Hermann Buhl is a stubborn man. It does not bother him in these first days of July 1953 that down in Nanga Parbat Base Camp the expedition leader Karl Maria Herrligkoffer gives several times the signal to turn back. The German may be good as a fundraiser and organizer of expeditions, but not as a climber.
In contrast to Buhl, who at 28 is in top form: In 1952, the Austrian was the first person in the Alps to climb the Northeast Face of Piz Badile solo, and in February he climbed the Watzmann East Face, also solo and in winter. And now he sees a good chance to scale Nanga Parbat, this eight-thousander in Pakistan that the Nazis had declared and glorified as the “German mountain of fate“.
1,225 meters of altitude and more than six kilometers of distance still lie between the highest camp and the summit. When his tent partner Otto Kempter is not ready to leave at the agreed time, Buhl trudges off alone – without bottled oxygen. “It is starry, the crescent moon shines down and casts silvery light on the ridge rising before me, it is windless, yet clear,” Buhl later writes.
Bivouac standing
He expects his companion to catch up with him, but then registers that Kempter is giving up. Buhl now knows that he will only make it alone or not at all. On and on he climbs, simply ignoring the fact that his strength is dwindling. Pure will drives him up.
In the early evening hours of 3 July 1953, Buhl finally reaches the highest point at 8,125 meters. “I am not aware of the significance of the moment, nor do I feel anything of victory joy, I don’t even feel like a winner. I’m just glad that I’m up there and that all these exertions have come to an end for the time being.”
But Buhl is mistaken. The real ordeal is still ahead of him. He spends the night standing on a small ledge. Buhl swallows tablets against frostbite and the stimulant Pervitin to keep from falling asleep. 41 hours after setting out, he returns to the highest camp with the last of his strength. An incredible feat of energy. Buhl looks as if he has aged years in two days.
Death on the Chogolisa
In 1995, Japanese climbers will need 39 hours for the same route, despite modern equipment and accurate knowledge of the route. “This makes it clear that Buhl was ahead of his time by at least 50 years,” Reinhold Messner once told me when I asked him about Buhl’s achievement on Nanga Parbat. “For a normal mountaineer, what Buhl did was not survivable.”
The first climber of Nanga Parbat later dies at the age of only 32. As Buhl climbs with Kurt Diemberger via the summit ridge of the seven-thousander Chogolisa in the Karakoram on 27 June 1957, a cornice breaks off beneath him. Buhl falls to his death.

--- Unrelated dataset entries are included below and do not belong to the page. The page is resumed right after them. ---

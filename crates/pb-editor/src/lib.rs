pub mod board;
pub mod history;
pub mod input;
pub mod positioner;
pub mod shortcuts;
pub mod tools;
pub mod whiteboard;

pub use board::{CategoryError, NoteBoard};
pub use history::{Snapshot, SnapshotStack};
pub use input::{PointerInput, PointerKind};
pub use positioner::{FrameRequest, NoteTarget, NoteVisual, Placement, Positioner};
pub use shortcuts::{ShortcutAction, ShortcutMap};
pub use tools::ToolKind;
pub use whiteboard::{StrokeOutcome, StrokeState, TextPrompt, Whiteboard};
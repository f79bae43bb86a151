//! Whiteboard stroke engine.
//!
//! One pointer gesture at a time is rasterized into a [`Raster`] according to
//! the selected [`ToolKind`]. Each completed gesture commits a full snapshot
//! to a bounded [`SnapshotStack`], which is persisted as PNG data URLs under
//! the `whiteboardState` key. The stack is never empty: clearing commits a
//! blank snapshot.
//!
//! The text tool does not draw on pointer-down. It moves the engine into
//! [`StrokeState::AwaitingTextInput`] and the host answers with
//! [`Whiteboard::submit_text`], or the prompt is resolved in place through
//! [`Whiteboard::begin_stroke_with_prompt`].

use crate::board::NoteBoard;
use crate::history::{Snapshot, SnapshotStack};
use crate::input::PointerInput;
use crate::tools::ToolKind;
use chrono::{DateTime, Utc};
use kurbo::{Point, Rect};
use pb_core::config::WhiteboardConfig;
use pb_core::css::parse_color;
use pb_core::geometry::canvas_local;
use pb_core::id::NoteId;
use pb_core::model::{Color, NoteDraft};
use pb_core::storage::{KeyValueStore, Persistence, keys};
use pb_render::image::{ImageError, to_data_url};
use pb_render::paint::{StrokeStyle, fill_text};
use pb_render::raster::Raster;

pub const TEXT_PROMPT: &str = "Enter text:";

const DRAWING_NOTE_TITLE: &str = "Whiteboard Drawing";
const DRAWING_NOTE_CATEGORY: &str = "ideas";
const DRAWING_NOTE_COLOR: &str = "#ffffff";

/// Host-side text entry (a `prompt()` dialog in the browser).
pub trait TextPrompt {
    fn request_text(&mut self, message: &str) -> Option<String>;
}

impl<F: FnMut(&str) -> Option<String>> TextPrompt for F {
    fn request_text(&mut self, message: &str) -> Option<String> {
        self(message)
    }
}

#[derive(Debug, Clone, Copy, PartialEq, Default)]
pub enum StrokeState {
    #[default]
    Idle,
    Drawing {
        tool: ToolKind,
        origin: Point,
        last: Point,
    },
    AwaitingTextInput {
        origin: Point,
    },
}

/// Result of a pointer-down.
#[derive(Debug, Clone, Copy, PartialEq)]
pub enum StrokeOutcome {
    Started,
    /// The text tool wants a string to draw at `origin`.
    NeedsText { origin: Point },
    /// Text was drawn and committed.
    Committed,
    /// Text prompt was cancelled or left empty.
    Ignored,
}

pub struct Whiteboard<S> {
    raster: Raster,
    history: SnapshotStack,
    tool: ToolKind,
    style: StrokeStyle,
    state: StrokeState,
    canvas_rect: Rect,
    config: WhiteboardConfig,
    persistence: Persistence<S>,
}

impl<S: KeyValueStore> Whiteboard<S> {
    /// Create a `width × height` board and restore the persisted history.
    /// A missing, empty or undecodable history starts from one blank
    /// snapshot.
    pub fn new(width: u32, height: u32, store: S, config: WhiteboardConfig) -> Self {
        let persistence = Persistence::new(store);
        let stored: Vec<String> = persistence.load(keys::WHITEBOARD, Vec::new());
        let restored = match SnapshotStack::from_data_urls(&stored, config.history_limit) {
            Ok(stack) => stack,
            Err(e) => {
                log::error!("Error restoring whiteboard: {e}");
                SnapshotStack::new(config.history_limit)
            }
        };

        let mut wb = Self {
            raster: Raster::new(width, height),
            history: restored,
            tool: ToolKind::default(),
            style: StrokeStyle::new(config.stroke_color, config.line_width),
            state: StrokeState::Idle,
            canvas_rect: Rect::new(0.0, 0.0, f64::from(width), f64::from(height)),
            config,
            persistence,
        };

        match wb.history.top() {
            Some(top) => {
                wb.raster.draw_image(top.raster());
                log::debug!("restored {} whiteboard snapshots", wb.history.len());
            }
            None => wb.clear(),
        }
        wb
    }

    // ─── Accessors ───────────────────────────────────────────────────────

    pub fn raster(&self) -> &Raster {
        &self.raster
    }

    pub fn history(&self) -> &SnapshotStack {
        &self.history
    }

    pub fn tool(&self) -> ToolKind {
        self.tool
    }

    pub fn style(&self) -> &StrokeStyle {
        &self.style
    }

    pub fn state(&self) -> StrokeState {
        self.state
    }

    pub fn store(&self) -> &S {
        self.persistence.store()
    }

    // ─── Setup ───────────────────────────────────────────────────────────

    /// Viewport rectangle of the canvas element (`getBoundingClientRect()`).
    pub fn set_canvas_rect(&mut self, rect: Rect) {
        self.canvas_rect = rect;
    }

    /// Takes effect from the next gesture.
    pub fn select_tool(&mut self, tool: ToolKind) {
        self.tool = tool;
    }

    pub fn set_color(&mut self, color: Color) {
        self.style.color = color;
    }

    /// Set the stroke color from a CSS color string. Returns `false` and
    /// keeps the current color when it does not parse.
    pub fn set_color_css(&mut self, css: &str) -> bool {
        match parse_color(css) {
            Some(color) => {
                self.set_color(color);
                true
            }
            None => {
                log::warn!("ignoring unparseable stroke color {css:?}");
                false
            }
        }
    }

    pub fn set_line_width(&mut self, width: f64) {
        if width.is_finite() {
            self.style.width = width.max(1.0);
        }
    }

    fn local(&self, input: &PointerInput) -> Point {
        canvas_local(input.client, self.canvas_rect)
    }

    // ─── Gestures ────────────────────────────────────────────────────────

    /// Pointer-down. An active stroke is committed first; a pending text
    /// request is dropped.
    pub fn begin_stroke(&mut self, input: &PointerInput) -> StrokeOutcome {
        match self.state {
            StrokeState::Drawing { .. } => {
                self.end_stroke();
            }
            StrokeState::AwaitingTextInput { .. } => {
                log::debug!("text request abandoned");
                self.state = StrokeState::Idle;
            }
            StrokeState::Idle => {}
        }
        if input.is_touch() {
            input.prevent_scroll();
        }

        let origin = self.local(input);
        if self.tool == ToolKind::Text {
            self.state = StrokeState::AwaitingTextInput { origin };
            return StrokeOutcome::NeedsText { origin };
        }
        self.state = StrokeState::Drawing {
            tool: self.tool,
            origin,
            last: origin,
        };
        log::debug!("{} stroke at {origin:?}", self.tool.name());
        StrokeOutcome::Started
    }

    /// Pointer-down with the text request answered synchronously.
    pub fn begin_stroke_with_prompt(
        &mut self,
        input: &PointerInput,
        prompt: &mut dyn TextPrompt,
    ) -> StrokeOutcome {
        match self.begin_stroke(input) {
            StrokeOutcome::NeedsText { .. } => {
                let text = prompt.request_text(TEXT_PROMPT);
                self.submit_text(text)
            }
            other => other,
        }
    }

    /// Answer a text request. Empty or cancelled input draws nothing.
    pub fn submit_text(&mut self, text: Option<String>) -> StrokeOutcome {
        let StrokeState::AwaitingTextInput { origin } = self.state else {
            return StrokeOutcome::Ignored;
        };
        self.state = StrokeState::Idle;
        let Some(text) = text.filter(|t| !t.is_empty()) else {
            return StrokeOutcome::Ignored;
        };
        let size = self.style.width * self.config.text_scale;
        fill_text(&mut self.raster, &text, origin, size, self.style.color);
        self.commit();
        StrokeOutcome::Committed
    }

    /// Pointer-move. Returns whether anything was painted.
    pub fn extend_stroke(&mut self, input: &PointerInput) -> bool {
        let StrokeState::Drawing { tool, origin, last } = self.state else {
            return false;
        };
        if input.is_touch() {
            input.prevent_scroll();
        }
        let current = self.local(input);
        if tool.is_shape() {
            if let Some(top) = self.history.top() {
                self.raster.restore_from(top.raster());
            }
        }
        tool.paint(
            &mut self.raster,
            origin,
            last,
            current,
            &self.style,
            self.config.background,
        );
        log::trace!("{} {last:?} → {current:?}", tool.name());
        self.state = StrokeState::Drawing {
            tool,
            origin,
            last: current,
        };
        true
    }

    /// Pointer-up. Commits the stroke. Returns `false` when no stroke was
    /// active.
    pub fn end_stroke(&mut self) -> bool {
        if !matches!(self.state, StrokeState::Drawing { .. }) {
            return false;
        }
        self.state = StrokeState::Idle;
        self.commit();
        true
    }

    /// Pointer leaving the canvas ends the stroke like pointer-up.
    pub fn pointer_leave(&mut self) -> bool {
        self.end_stroke()
    }

    // ─── History ─────────────────────────────────────────────────────────

    fn commit(&mut self) {
        self.history.push(Snapshot::capture(&self.raster));
        self.persist();
    }

    fn persist(&mut self) -> bool {
        match self.history.to_data_urls() {
            Ok(urls) => self.persistence.save(keys::WHITEBOARD, &urls),
            Err(e) => {
                log::error!("Error saving whiteboard: {e}");
                false
            }
        }
    }

    /// Step back one snapshot. With nothing to step back to, clears.
    pub fn undo(&mut self) {
        self.state = StrokeState::Idle;
        if self.history.len() <= 1 {
            self.clear();
            return;
        }
        self.history.pop();
        if let Some(top) = self.history.top() {
            self.raster.restore_from(top.raster());
        }
        self.persist();
    }

    /// Erase everything and restart history from one blank snapshot.
    pub fn clear(&mut self) {
        self.state = StrokeState::Idle;
        self.raster.clear();
        self.history.clear();
        self.commit();
    }

    /// Resize the bitmap, then redraw the latest snapshot so content in the
    /// overlapping region survives.
    pub fn resize(&mut self, width: u32, height: u32) {
        self.raster.resize(width, height);
        if let Some(top) = self.history.top() {
            self.raster.draw_image(top.raster());
        }
        log::debug!("whiteboard resized to {width}x{height}");
    }

    // ─── Output ──────────────────────────────────────────────────────────

    pub fn export_image(&self) -> Result<String, ImageError> {
        to_data_url(&self.raster)
    }

    /// Embed the current drawing in a new note.
    pub fn save_as_note<B: KeyValueStore>(
        &self,
        board: &mut NoteBoard<B>,
        now: DateTime<Utc>,
    ) -> Result<Option<NoteId>, ImageError> {
        let url = self.export_image()?;
        let draft = NoteDraft::new(
            DRAWING_NOTE_TITLE,
            format!(r#"<img src="{url}" style="max-width: 100%;" alt="Drawing">"#),
        )
        .with_category(DRAWING_NOTE_CATEGORY)
        .with_color(DRAWING_NOTE_COLOR);
        Ok(board.create_note(draft, now))
    }
}

#[cfg(test)]
mod tests {
    use super::*;
    use pb_core::storage::MemoryStore;

    fn board() -> Whiteboard<MemoryStore> {
        Whiteboard::new(50, 40, MemoryStore::new(), WhiteboardConfig::default())
    }

    #[test]
    fn new_board_starts_with_one_blank_snapshot() {
        let wb = board();
        assert_eq!(wb.history().len(), 1);
        assert!(wb.raster().is_blank());
        assert_eq!(wb.store().write_count(keys::WHITEBOARD), 1);
    }

    #[test]
    fn move_without_stroke_paints_nothing() {
        let mut wb = board();
        assert!(!wb.extend_stroke(&PointerInput::mouse(5.0, 5.0)));
        assert!(!wb.end_stroke());
        assert_eq!(wb.history().len(), 1);
    }

    #[test]
    fn canvas_rect_offsets_pointer() {
        let mut wb = board();
        wb.set_canvas_rect(Rect::new(100.0, 200.0, 150.0, 240.0));
        wb.begin_stroke(&PointerInput::mouse(110.0, 210.0));
        assert_eq!(
            wb.state(),
            StrokeState::Drawing {
                tool: ToolKind::Brush,
                origin: Point::new(10.0, 10.0),
                last: Point::new(10.0, 10.0),
            }
        );
    }

    #[test]
    fn tool_change_applies_to_next_gesture() {
        let mut wb = board();
        wb.begin_stroke(&PointerInput::mouse(1.0, 1.0));
        wb.select_tool(ToolKind::Line);
        assert!(matches!(
            wb.state(),
            StrokeState::Drawing { tool: ToolKind::Brush, .. }
        ));
        wb.end_stroke();
        wb.begin_stroke(&PointerInput::mouse(1.0, 1.0));
        assert!(matches!(
            wb.state(),
            StrokeState::Drawing { tool: ToolKind::Line, .. }
        ));
    }

    #[test]
    fn cancelled_text_commits_nothing() {
        let mut wb = board();
        wb.select_tool(ToolKind::Text);
        let outcome = wb.begin_stroke_with_prompt(&PointerInput::mouse(5.0, 30.0), &mut |_: &str| -> Option<String> { None });
        assert_eq!(outcome, StrokeOutcome::Ignored);
        assert_eq!(wb.history().len(), 1);
        assert_eq!(wb.state(), StrokeState::Idle);
    }

    #[test]
    fn bad_css_color_is_ignored() {
        let mut wb = board();
        assert!(!wb.set_color_css("not-a-color"));
        assert_eq!(wb.style().color, Color::BLACK);
        assert!(wb.set_color_css("#ff0000"));
        assert_eq!(wb.style().color, Color::rgb(255, 0, 0));
    }

    #[test]
    fn corrupt_history_falls_back_to_blank() {
        let store = MemoryStore::new();
        store.insert_raw(keys::WHITEBOARD, r#"["data:image/png;base64,AAAA"]"#);
        let wb = Whiteboard::new(10, 10, store, WhiteboardConfig::default());
        assert_eq!(wb.history().len(), 1);
        assert!(wb.raster().is_blank());
    }
}
//! Whiteboard drawing tools.
//!
//! | Tool      | Gesture                                 | Preview          |
//! |-----------|-----------------------------------------|------------------|
//! | Brush     | segment last → current on every move    | cumulative       |
//! | Eraser    | as brush, in the background color       | cumulative       |
//! | Line      | origin → current                        | redrawn per move |
//! | Rectangle | corner at origin, opposite at current   | redrawn per move |
//! | Circle    | center at origin, radius to current     | redrawn per move |
//! | Text      | click opens a text prompt               | none             |

use kurbo::Point;
use pb_core::model::Color;
use pb_render::paint::{self, StrokeStyle};
use pb_render::raster::Raster;

#[derive(Debug, Clone, Copy, PartialEq, Eq, Default)]
pub enum ToolKind {
    #[default]
    Brush,
    Eraser,
    Line,
    Rectangle,
    Circle,
    Text,
}

impl ToolKind {
    /// Map a toolbar `data-tool` name.
    pub fn from_name(name: &str) -> Option<Self> {
        match name {
            "brush" => Some(Self::Brush),
            "eraser" => Some(Self::Eraser),
            "line" => Some(Self::Line),
            "rectangle" => Some(Self::Rectangle),
            "circle" => Some(Self::Circle),
            "text" => Some(Self::Text),
            _ => None,
        }
    }

    pub fn name(&self) -> &'static str {
        match self {
            Self::Brush => "brush",
            Self::Eraser => "eraser",
            Self::Line => "line",
            Self::Rectangle => "rectangle",
            Self::Circle => "circle",
            Self::Text => "text",
        }
    }

    /// Shape tools redraw their preview from the last snapshot on every move.
    pub fn is_shape(&self) -> bool {
        matches!(self, Self::Line | Self::Rectangle | Self::Circle)
    }

    /// Paint one pointer move. Shape tools expect the caller to have
    /// restored the base snapshot already. Text paints nothing here.
    pub fn paint(
        &self,
        raster: &mut Raster,
        origin: Point,
        last: Point,
        current: Point,
        style: &StrokeStyle,
        background: Color,
    ) {
        match self {
            Self::Brush => paint::stroke_segment(raster, last, current, style),
            Self::Eraser => {
                let eraser = StrokeStyle::new(background, style.width);
                paint::stroke_segment(raster, last, current, &eraser);
            }
            Self::Line => paint::stroke_segment(raster, origin, current, style),
            Self::Rectangle => paint::stroke_rect(raster, origin, current, style),
            Self::Circle => paint::stroke_circle(raster, origin, origin.distance(current), style),
            Self::Text => {}
        }
    }
}

#[cfg(test)]
mod tests {
    use super::*;

    #[test]
    fn names_round_trip() {
        for tool in [
            ToolKind::Brush,
            ToolKind::Eraser,
            ToolKind::Line,
            ToolKind::Rectangle,
            ToolKind::Circle,
            ToolKind::Text,
        ] {
            assert_eq!(ToolKind::from_name(tool.name()), Some(tool));
        }
        assert_eq!(ToolKind::from_name("spray"), None);
    }

    #[test]
    fn only_geometric_tools_are_shapes() {
        assert!(ToolKind::Line.is_shape());
        assert!(ToolKind::Circle.is_shape());
        assert!(!ToolKind::Brush.is_shape());
        assert!(!ToolKind::Text.is_shape());
    }

    #[test]
    fn eraser_paints_background() {
        let mut r = Raster::new(10, 10);
        r.fill(Color::BLACK);
        let style = StrokeStyle::new(Color::BLACK, 4.0);
        let p = Point::new(5.0, 5.0);
        ToolKind::Eraser.paint(&mut r, p, p, Point::new(6.0, 5.0), &style, Color::WHITE);
        assert_eq!(r.pixel(5, 5), Some(Color::WHITE));
    }

    #[test]
    fn circle_radius_follows_pointer_distance() {
        let mut r = Raster::new(40, 40);
        let style = StrokeStyle::new(Color::BLACK, 2.0);
        let o = Point::new(20.0, 20.0);
        ToolKind::Circle.paint(&mut r, o, o, Point::new(26.0, 28.0), &style, Color::WHITE);
        // radius 10
        assert_eq!(r.pixel(29, 19), Some(Color::BLACK));
        assert_eq!(r.pixel(20, 20), Some(Color::TRANSPARENT));
    }
}
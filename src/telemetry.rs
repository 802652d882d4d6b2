use tracing::Level;
use tracing_subscriber::{fmt, prelude::*, EnvFilter};

/// `RUST_LOG` wins over the level picked on the command line.
pub fn init_tracing(json: bool, level: Level) {
    let env_filter =
        EnvFilter::try_from_default_env().unwrap_or_else(|_| EnvFilter::new(level.as_str()));

    if json {
        tracing_subscriber::registry()
            .with(env_filter)
            .with(fmt::layer().with_writer(std::io::stderr).json())
            .try_init()
            .ok();
    } else {
        tracing_subscriber::registry()
            .with(env_filter)
            .with(fmt::layer().with_writer(std::io::stderr).with_target(false))
            .try_init()
            .ok();
    }
}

A few days earlier, he had made the first ascent of the eight-thousander Broad Peak with his Austrian compatriots Diemberger, Fritz Wintersteller and Marcus Schmuck: in a small team, without high altitude porters, again without bottled oxygen – a revolution in high-altitude mountaineering at the time. As on Nanga Parbat, Buhl was also there way ahead of his time.